Paragraph 3 of Article 21 of the Convention qualifies the key prohibitions specified in Article 1 of the Convention. The effect of paragraph 3 is that certain acts are permitted in the context of military cooperation and operations with States not party to the Convention, who may engage in activities that would be prohibited to a State party. Paragraph 4 of Article 21 restricts the scope of paragraph 3 by re-introducing some legal restrictions, namely that even in military cooperation and operations with non-States Parties, States Parties are not permitted to develop, produce, acquire, stockpile, transfer or use cluster munitions, or expressly request the use of cluster munitions in cases where the choice of munitions used is within the State Party's exclusive control. The Bill provides a defence for persons who undertake prohibited conduct in the course of military cooperation or operations with non-States Parties, as long as the act does not constitute any of the conduct mentioned in paragraph 4 of Article 21 of the Convention.

As the military personnel of a country that is not party to the Convention are not required to comply with the Convention, the Bill creates a defence for military personnel or others connected with the armed forces of a non-State Party who undertake prohibited conduct while in Australian territory, or while on a foreign ship or aircraft that is in Australian territory.

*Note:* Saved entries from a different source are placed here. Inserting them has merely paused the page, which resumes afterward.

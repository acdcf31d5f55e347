use crate::linalg;

/// Smallest ratio between the 8th and the largest singular value of the DLT system.
const RANK_TOLERANCE: f64 = 1e-10;

/// Error types for the homography estimation.
#[derive(Debug, thiserror::Error, PartialEq)]
pub enum HomographyError {
    /// Not enough correspondences to estimate a homography.
    #[error("Homography requires at least {required} correspondences, got {actual}")]
    InsufficientCorrespondences {
        /// Minimum number of correspondences.
        required: usize,
        /// Number of correspondences provided.
        actual: usize,
    },

    /// The source and destination point sets have different lengths.
    #[error("Mismatched number of points: {0} source vs {1} destination")]
    MismatchedLengths(usize, usize),

    /// The correspondences do not constrain a unique homography (e.g. collinear points).
    #[error("Degenerate point configuration")]
    DegenerateConfiguration,
}

/// Estimate the homography mapping `src` to `dst` with the normalized DLT algorithm.
///
/// Both point sets are centred and scaled so that their mean distance to the origin is
/// `sqrt(2)` before solving the linear system with a singular value decomposition.
///
/// # Arguments
///
/// * `src` - The source 2d points, at least 4.
/// * `dst` - The destination 2d points, same length as `src`.
///
/// # Returns
///
/// The 3x3 homography normalized so that its bottom-right element is one.
///
/// # Errors
///
/// Returns an error if there are less than 4 points or if they are degenerate.
pub fn find_homography_dlt(
    src: &[[f64; 2]],
    dst: &[[f64; 2]],
) -> Result<[[f64; 3]; 3], HomographyError> {
    if src.len() != dst.len() {
        return Err(HomographyError::MismatchedLengths(src.len(), dst.len()));
    }
    if src.len() < 4 {
        return Err(HomographyError::InsufficientCorrespondences {
            required: 4,
            actual: src.len(),
        });
    }

    let (src_n, t_src) = normalize_points_2d(src);
    let (dst_n, t_dst) = normalize_points_2d(dst);

    // construct matrix A
    let n = src_n.len();
    let mut mat_a = faer::Mat::<f64>::zeros(2 * n, 9);
    for (i, (x1, x2)) in src_n.iter().zip(dst_n.iter()).enumerate() {
        mat_a.write(2 * i, 0, x1[0]);
        mat_a.write(2 * i, 1, x1[1]);
        mat_a.write(2 * i, 2, 1.0);
        mat_a.write(2 * i, 6, -x2[0] * x1[0]);
        mat_a.write(2 * i, 7, -x2[0] * x1[1]);
        mat_a.write(2 * i, 8, -x2[0]);

        mat_a.write(2 * i + 1, 3, x1[0]);
        mat_a.write(2 * i + 1, 4, x1[1]);
        mat_a.write(2 * i + 1, 5, 1.0);
        mat_a.write(2 * i + 1, 6, -x2[1] * x1[0]);
        mat_a.write(2 * i + 1, 7, -x2[1] * x1[1]);
        mat_a.write(2 * i + 1, 8, -x2[1]);
    }

    // the solution is the right singular vector of the smallest singular value
    let svd = mat_a.svd();
    let s = svd.s_diagonal();
    if s[0].is_nan() || s[0] <= 0.0 || s[7] / s[0] < RANK_TOLERANCE {
        return Err(HomographyError::DegenerateConfiguration);
    }
    let h = svd.v().col(8);
    let homo_n = [[h[0], h[1], h[2]], [h[3], h[4], h[5]], [h[6], h[7], h[8]]];

    // denormalize: H = T_dst^-1 * H_n * T_src
    let t_dst_inv =
        linalg::inverse_mat33(&t_dst).ok_or(HomographyError::DegenerateConfiguration)?;
    let mut homo = linalg::mat33_mul(&t_dst_inv, &linalg::mat33_mul(&homo_n, &t_src));

    if homo[2][2].abs() < f64::EPSILON {
        return Err(HomographyError::DegenerateConfiguration);
    }
    linalg::normalize_mat33_inplace(&mut homo);

    if !homo.iter().flatten().all(|v| v.is_finite()) {
        return Err(HomographyError::DegenerateConfiguration);
    }

    Ok(homo)
}

// similarity transform moving the centroid to the origin with mean distance sqrt(2)
fn normalize_points_2d(x: &[[f64; 2]]) -> (Vec<[f64; 2]>, [[f64; 3]; 3]) {
    let n = x.len() as f64;
    let (mut mx, mut my) = (0.0, 0.0);
    for p in x {
        mx += p[0];
        my += p[1];
    }
    mx /= n;
    my /= n;

    let mean_dist = x
        .iter()
        .map(|p| (p[0] - mx).hypot(p[1] - my))
        .sum::<f64>()
        / n;
    let scale = if mean_dist > 0.0 {
        std::f64::consts::SQRT_2 / mean_dist
    } else {
        1.0
    };

    let xn = x
        .iter()
        .map(|p| [(p[0] - mx) * scale, (p[1] - my) * scale])
        .collect();

    let t = [
        [scale, 0.0, -scale * mx],
        [0.0, scale, -scale * my],
        [0.0, 0.0, 1.0],
    ];
    (xn, t)
}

The Bill also provides that a court may order the forfeiture to the Commonwealth of any cluster munition or explosive bomblet involved in the offence of using, developing, producing, otherwise acquiring, stockpiling, retaining or transferring a cluster munition or explosive bomblet.

Financial impact statement

The amendments in this Bill will have no direct impact on Government revenue.

Australia has no operational stockpiles of cluster munitions, so no stockpile destruction costs arise. No additional cost would arise from maintaining samples of cluster munitions permitted for training and counter-measure purposes. However, once the Convention is ratified, Australia could incur additional costs associated with the clearance and destruction of any cluster munition remnants in Australian territory or in territory under Australian control. The level of cost will be determined by the most efficient and safe disposal methods and the numbers of cluster munitions involved. The Department of Defence is undertaking an analysis of the potential costs involved.

Australia will be required to contribute to the costs of Meetings of States Parties, Review Conferences and Amendment Conferences for the Convention, in accordance with the United Nations scale of assessment. Once Australia ratifies the Convention, it will also be required to contribute to the costs incurred by the Secretary-General of the United Nations in performing tasks required by Articles 7 and 8 of the Convention (dealing with reporting mechanisms and measures to facilitate and clarify compliance), in accordance with the United Nations scale of assessments.

The Convention does not impose any financial obligations on Australia regarding international cluster munition clearance efforts or the provision of assistance to victims of cluster munitions outside of Australia. Australia's voluntary financial contributions to these international efforts are currently largely funded as part of Australia's Mine Action Strategy. Australia's Mine Action Strategy supports efforts to reduce the threat and socio-economic impact of cluster munitions, primarily by funding AusAID bilateral programs.